(Records for processing begins)

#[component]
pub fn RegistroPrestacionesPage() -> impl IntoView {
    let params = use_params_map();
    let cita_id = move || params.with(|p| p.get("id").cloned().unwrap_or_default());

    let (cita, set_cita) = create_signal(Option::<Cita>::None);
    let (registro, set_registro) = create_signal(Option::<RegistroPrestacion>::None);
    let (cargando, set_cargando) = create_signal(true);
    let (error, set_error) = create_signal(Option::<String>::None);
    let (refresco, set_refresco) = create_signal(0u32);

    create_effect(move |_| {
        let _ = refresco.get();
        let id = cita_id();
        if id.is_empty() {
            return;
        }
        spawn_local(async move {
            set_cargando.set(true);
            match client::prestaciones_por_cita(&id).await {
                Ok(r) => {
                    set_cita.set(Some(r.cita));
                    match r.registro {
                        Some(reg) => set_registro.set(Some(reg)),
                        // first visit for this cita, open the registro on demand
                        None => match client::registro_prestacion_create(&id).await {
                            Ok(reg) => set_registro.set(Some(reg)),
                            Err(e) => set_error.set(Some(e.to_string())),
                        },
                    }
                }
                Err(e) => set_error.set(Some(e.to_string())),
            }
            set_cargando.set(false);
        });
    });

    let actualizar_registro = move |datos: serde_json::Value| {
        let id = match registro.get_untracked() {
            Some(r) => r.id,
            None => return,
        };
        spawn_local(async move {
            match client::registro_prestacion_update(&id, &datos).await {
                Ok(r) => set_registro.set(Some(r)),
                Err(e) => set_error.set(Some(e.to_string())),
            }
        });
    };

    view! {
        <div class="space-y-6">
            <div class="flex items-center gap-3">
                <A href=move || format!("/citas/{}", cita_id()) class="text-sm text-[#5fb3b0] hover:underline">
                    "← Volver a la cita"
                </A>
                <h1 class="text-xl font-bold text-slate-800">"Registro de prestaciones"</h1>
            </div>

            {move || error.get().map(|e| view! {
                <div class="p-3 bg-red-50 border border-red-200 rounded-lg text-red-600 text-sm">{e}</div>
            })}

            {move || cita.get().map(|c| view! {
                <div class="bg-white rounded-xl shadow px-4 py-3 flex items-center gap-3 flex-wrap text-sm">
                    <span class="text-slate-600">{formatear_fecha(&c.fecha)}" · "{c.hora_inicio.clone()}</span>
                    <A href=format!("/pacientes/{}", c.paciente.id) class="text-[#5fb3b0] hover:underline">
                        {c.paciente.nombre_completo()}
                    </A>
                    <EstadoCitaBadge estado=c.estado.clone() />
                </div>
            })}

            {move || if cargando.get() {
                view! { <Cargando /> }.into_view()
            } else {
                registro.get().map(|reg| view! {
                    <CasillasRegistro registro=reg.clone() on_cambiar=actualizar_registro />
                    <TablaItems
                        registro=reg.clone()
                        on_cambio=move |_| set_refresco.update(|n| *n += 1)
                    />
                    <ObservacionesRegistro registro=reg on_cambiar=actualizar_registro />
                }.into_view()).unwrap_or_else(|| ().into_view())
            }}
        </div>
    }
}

(Records for processing ends)
(Records for processing begins)

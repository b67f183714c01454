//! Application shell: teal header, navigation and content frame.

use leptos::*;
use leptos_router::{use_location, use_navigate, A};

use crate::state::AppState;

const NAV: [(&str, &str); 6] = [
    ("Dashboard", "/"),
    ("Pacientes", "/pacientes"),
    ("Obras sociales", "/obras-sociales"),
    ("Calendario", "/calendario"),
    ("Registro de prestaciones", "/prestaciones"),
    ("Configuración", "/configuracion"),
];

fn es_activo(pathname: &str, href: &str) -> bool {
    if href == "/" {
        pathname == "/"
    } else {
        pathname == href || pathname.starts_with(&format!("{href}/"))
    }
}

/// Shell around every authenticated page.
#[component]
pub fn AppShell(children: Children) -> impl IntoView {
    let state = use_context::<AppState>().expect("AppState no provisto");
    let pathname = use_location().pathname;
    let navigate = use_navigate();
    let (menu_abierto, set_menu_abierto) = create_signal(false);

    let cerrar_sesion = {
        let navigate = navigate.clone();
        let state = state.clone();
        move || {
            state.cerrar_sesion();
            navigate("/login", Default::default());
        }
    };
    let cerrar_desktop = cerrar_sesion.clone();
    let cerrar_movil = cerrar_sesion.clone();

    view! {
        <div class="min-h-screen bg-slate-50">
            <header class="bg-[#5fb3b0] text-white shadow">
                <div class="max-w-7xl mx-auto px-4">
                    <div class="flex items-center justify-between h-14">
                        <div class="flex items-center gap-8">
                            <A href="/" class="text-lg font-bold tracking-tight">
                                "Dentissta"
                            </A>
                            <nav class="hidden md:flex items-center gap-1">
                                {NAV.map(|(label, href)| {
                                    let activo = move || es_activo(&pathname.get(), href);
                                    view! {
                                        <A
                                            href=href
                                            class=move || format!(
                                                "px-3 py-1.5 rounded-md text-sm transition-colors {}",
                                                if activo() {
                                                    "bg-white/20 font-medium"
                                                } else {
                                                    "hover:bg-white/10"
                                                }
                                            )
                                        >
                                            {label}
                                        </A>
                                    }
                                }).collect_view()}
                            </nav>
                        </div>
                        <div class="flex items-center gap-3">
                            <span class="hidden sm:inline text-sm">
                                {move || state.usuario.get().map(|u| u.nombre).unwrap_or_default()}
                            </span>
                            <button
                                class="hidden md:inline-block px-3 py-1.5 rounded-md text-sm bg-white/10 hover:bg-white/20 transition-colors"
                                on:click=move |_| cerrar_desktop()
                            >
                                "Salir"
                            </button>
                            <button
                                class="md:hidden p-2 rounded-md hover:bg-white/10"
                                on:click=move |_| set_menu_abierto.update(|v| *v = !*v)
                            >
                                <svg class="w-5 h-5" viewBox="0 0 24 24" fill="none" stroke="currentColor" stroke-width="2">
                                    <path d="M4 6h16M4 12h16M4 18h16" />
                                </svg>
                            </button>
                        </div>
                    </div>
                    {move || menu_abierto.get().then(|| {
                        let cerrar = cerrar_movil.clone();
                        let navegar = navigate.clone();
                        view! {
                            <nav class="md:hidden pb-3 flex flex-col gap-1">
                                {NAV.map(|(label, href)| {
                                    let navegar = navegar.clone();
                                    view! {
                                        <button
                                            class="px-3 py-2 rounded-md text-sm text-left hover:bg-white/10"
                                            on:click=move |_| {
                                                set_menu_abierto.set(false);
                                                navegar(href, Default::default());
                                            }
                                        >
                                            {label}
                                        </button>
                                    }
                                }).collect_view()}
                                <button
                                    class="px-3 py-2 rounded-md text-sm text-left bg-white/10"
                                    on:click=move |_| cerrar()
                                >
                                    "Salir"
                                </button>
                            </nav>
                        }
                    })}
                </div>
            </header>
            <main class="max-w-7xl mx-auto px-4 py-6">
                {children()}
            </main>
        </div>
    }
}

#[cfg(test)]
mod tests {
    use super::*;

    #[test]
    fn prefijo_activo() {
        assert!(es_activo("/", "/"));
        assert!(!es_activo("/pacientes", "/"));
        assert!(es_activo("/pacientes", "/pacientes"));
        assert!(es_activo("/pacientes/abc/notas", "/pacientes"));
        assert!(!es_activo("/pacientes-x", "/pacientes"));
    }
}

(Records for processing ends)
(Records for processing begins)

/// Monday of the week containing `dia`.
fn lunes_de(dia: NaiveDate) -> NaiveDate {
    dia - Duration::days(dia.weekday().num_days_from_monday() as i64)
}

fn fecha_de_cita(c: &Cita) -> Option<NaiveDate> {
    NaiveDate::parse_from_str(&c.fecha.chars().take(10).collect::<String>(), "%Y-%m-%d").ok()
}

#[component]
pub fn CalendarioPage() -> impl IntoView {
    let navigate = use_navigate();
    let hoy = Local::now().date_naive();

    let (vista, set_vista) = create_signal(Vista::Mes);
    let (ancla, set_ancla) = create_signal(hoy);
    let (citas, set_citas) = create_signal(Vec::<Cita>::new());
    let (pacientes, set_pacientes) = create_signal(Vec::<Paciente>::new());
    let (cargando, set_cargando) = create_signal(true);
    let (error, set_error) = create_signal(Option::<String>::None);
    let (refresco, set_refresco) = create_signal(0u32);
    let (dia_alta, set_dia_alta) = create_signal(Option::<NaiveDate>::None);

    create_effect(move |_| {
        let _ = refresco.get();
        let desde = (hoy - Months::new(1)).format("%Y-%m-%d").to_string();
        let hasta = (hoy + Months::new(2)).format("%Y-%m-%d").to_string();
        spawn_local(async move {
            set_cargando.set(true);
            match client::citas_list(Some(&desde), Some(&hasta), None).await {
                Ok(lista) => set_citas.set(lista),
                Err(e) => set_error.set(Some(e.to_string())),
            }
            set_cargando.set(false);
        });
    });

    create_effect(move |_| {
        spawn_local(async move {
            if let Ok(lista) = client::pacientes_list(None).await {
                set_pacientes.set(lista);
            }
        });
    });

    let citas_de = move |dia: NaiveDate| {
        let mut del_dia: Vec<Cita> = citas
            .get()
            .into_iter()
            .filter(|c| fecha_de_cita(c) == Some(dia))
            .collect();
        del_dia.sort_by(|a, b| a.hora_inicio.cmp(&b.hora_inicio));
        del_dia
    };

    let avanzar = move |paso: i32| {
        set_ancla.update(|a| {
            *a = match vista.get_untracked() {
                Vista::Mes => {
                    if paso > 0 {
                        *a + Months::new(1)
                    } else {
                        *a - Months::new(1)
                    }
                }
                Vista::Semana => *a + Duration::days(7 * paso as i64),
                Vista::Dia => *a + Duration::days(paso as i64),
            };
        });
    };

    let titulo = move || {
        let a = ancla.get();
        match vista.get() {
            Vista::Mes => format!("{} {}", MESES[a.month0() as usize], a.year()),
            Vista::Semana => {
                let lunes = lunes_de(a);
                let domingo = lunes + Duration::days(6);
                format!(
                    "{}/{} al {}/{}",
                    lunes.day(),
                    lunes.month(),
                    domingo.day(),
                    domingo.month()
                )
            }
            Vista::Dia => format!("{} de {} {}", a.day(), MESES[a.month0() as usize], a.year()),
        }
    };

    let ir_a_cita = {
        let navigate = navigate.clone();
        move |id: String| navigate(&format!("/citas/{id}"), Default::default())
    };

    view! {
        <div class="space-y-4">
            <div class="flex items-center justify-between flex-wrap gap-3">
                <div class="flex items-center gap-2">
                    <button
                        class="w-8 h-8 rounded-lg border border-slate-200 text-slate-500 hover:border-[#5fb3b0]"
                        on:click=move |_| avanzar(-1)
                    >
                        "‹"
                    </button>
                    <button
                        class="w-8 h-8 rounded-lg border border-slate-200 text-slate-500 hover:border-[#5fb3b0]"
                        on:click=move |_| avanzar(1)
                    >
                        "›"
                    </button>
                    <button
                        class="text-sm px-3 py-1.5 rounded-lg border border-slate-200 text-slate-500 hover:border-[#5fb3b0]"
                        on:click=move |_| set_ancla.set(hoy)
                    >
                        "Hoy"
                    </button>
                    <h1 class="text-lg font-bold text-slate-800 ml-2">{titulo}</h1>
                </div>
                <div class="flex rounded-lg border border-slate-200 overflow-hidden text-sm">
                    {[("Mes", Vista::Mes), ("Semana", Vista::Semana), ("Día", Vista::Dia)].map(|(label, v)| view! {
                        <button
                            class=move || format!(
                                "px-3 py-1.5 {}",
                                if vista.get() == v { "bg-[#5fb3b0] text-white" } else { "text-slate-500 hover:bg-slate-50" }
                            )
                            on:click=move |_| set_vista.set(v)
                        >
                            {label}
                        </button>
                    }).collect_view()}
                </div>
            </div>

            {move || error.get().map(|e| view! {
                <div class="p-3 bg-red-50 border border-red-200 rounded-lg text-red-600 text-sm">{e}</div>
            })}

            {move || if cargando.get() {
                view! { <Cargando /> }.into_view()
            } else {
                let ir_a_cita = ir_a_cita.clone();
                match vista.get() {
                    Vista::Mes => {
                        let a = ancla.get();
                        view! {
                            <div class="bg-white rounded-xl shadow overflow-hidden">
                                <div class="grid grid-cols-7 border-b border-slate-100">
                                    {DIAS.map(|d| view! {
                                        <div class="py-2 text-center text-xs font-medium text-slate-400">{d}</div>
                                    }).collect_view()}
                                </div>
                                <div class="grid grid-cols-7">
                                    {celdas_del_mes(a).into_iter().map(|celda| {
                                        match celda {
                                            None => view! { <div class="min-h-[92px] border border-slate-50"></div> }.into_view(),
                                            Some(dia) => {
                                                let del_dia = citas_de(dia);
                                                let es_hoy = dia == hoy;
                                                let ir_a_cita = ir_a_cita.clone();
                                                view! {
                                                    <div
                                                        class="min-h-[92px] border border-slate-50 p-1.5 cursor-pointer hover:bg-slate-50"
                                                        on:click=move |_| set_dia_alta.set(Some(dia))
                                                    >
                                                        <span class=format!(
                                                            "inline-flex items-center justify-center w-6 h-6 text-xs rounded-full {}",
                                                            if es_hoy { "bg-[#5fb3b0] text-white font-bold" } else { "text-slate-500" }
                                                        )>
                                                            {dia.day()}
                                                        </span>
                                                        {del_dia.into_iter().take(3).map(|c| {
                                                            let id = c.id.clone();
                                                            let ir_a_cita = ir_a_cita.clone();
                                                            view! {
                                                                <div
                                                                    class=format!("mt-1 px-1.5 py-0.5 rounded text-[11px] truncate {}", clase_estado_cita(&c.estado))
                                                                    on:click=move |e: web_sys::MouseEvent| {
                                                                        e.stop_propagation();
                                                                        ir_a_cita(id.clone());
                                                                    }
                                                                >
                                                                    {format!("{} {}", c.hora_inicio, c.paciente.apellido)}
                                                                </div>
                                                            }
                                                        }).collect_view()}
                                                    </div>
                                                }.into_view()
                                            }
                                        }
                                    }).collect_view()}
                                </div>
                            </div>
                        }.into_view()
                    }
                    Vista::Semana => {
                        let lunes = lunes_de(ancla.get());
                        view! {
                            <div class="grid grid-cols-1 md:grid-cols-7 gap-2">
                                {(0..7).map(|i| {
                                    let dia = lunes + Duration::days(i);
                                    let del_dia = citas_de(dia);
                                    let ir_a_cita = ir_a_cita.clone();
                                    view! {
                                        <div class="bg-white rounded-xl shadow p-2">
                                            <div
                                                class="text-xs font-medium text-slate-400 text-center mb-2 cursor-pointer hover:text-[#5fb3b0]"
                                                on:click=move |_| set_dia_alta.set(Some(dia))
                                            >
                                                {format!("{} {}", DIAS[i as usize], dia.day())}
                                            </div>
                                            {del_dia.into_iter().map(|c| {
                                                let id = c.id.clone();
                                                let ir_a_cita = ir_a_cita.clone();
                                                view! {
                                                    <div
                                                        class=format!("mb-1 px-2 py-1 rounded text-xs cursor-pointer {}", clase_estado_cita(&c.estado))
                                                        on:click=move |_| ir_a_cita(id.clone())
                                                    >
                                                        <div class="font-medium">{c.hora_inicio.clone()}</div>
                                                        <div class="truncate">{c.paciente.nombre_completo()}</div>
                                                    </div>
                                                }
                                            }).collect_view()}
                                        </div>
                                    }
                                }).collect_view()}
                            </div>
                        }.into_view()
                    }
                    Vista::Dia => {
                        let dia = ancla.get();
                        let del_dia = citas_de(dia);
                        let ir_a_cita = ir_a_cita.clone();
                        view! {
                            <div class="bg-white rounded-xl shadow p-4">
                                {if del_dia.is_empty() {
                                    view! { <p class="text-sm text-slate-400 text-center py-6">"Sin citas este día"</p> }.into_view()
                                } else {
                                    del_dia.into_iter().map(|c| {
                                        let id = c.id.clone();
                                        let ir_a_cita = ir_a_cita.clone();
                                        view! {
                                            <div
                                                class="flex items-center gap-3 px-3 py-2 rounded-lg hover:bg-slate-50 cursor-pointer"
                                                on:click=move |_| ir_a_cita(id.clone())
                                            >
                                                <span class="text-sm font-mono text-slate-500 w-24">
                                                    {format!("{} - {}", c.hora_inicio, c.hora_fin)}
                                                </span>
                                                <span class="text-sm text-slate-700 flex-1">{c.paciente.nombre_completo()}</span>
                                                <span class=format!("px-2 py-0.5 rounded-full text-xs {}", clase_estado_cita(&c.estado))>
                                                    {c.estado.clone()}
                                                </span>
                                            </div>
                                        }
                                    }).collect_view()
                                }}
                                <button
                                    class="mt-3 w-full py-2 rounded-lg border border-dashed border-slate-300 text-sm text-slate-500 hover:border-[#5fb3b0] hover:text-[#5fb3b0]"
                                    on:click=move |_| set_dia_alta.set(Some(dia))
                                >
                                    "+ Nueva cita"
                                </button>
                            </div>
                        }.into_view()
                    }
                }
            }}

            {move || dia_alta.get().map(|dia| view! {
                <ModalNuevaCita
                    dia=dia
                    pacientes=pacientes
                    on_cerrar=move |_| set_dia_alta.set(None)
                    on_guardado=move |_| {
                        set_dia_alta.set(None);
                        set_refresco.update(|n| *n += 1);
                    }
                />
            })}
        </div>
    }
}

(Records for processing ends)

What is being asked: Copy all the lines above that hold the string "hasta".

Written solution:
        let hasta = (hoy + Months::new(2)).format("%Y-%m-%d").to_string();
            match client::citas_list(Some(&desde), Some(&hasta), None).await {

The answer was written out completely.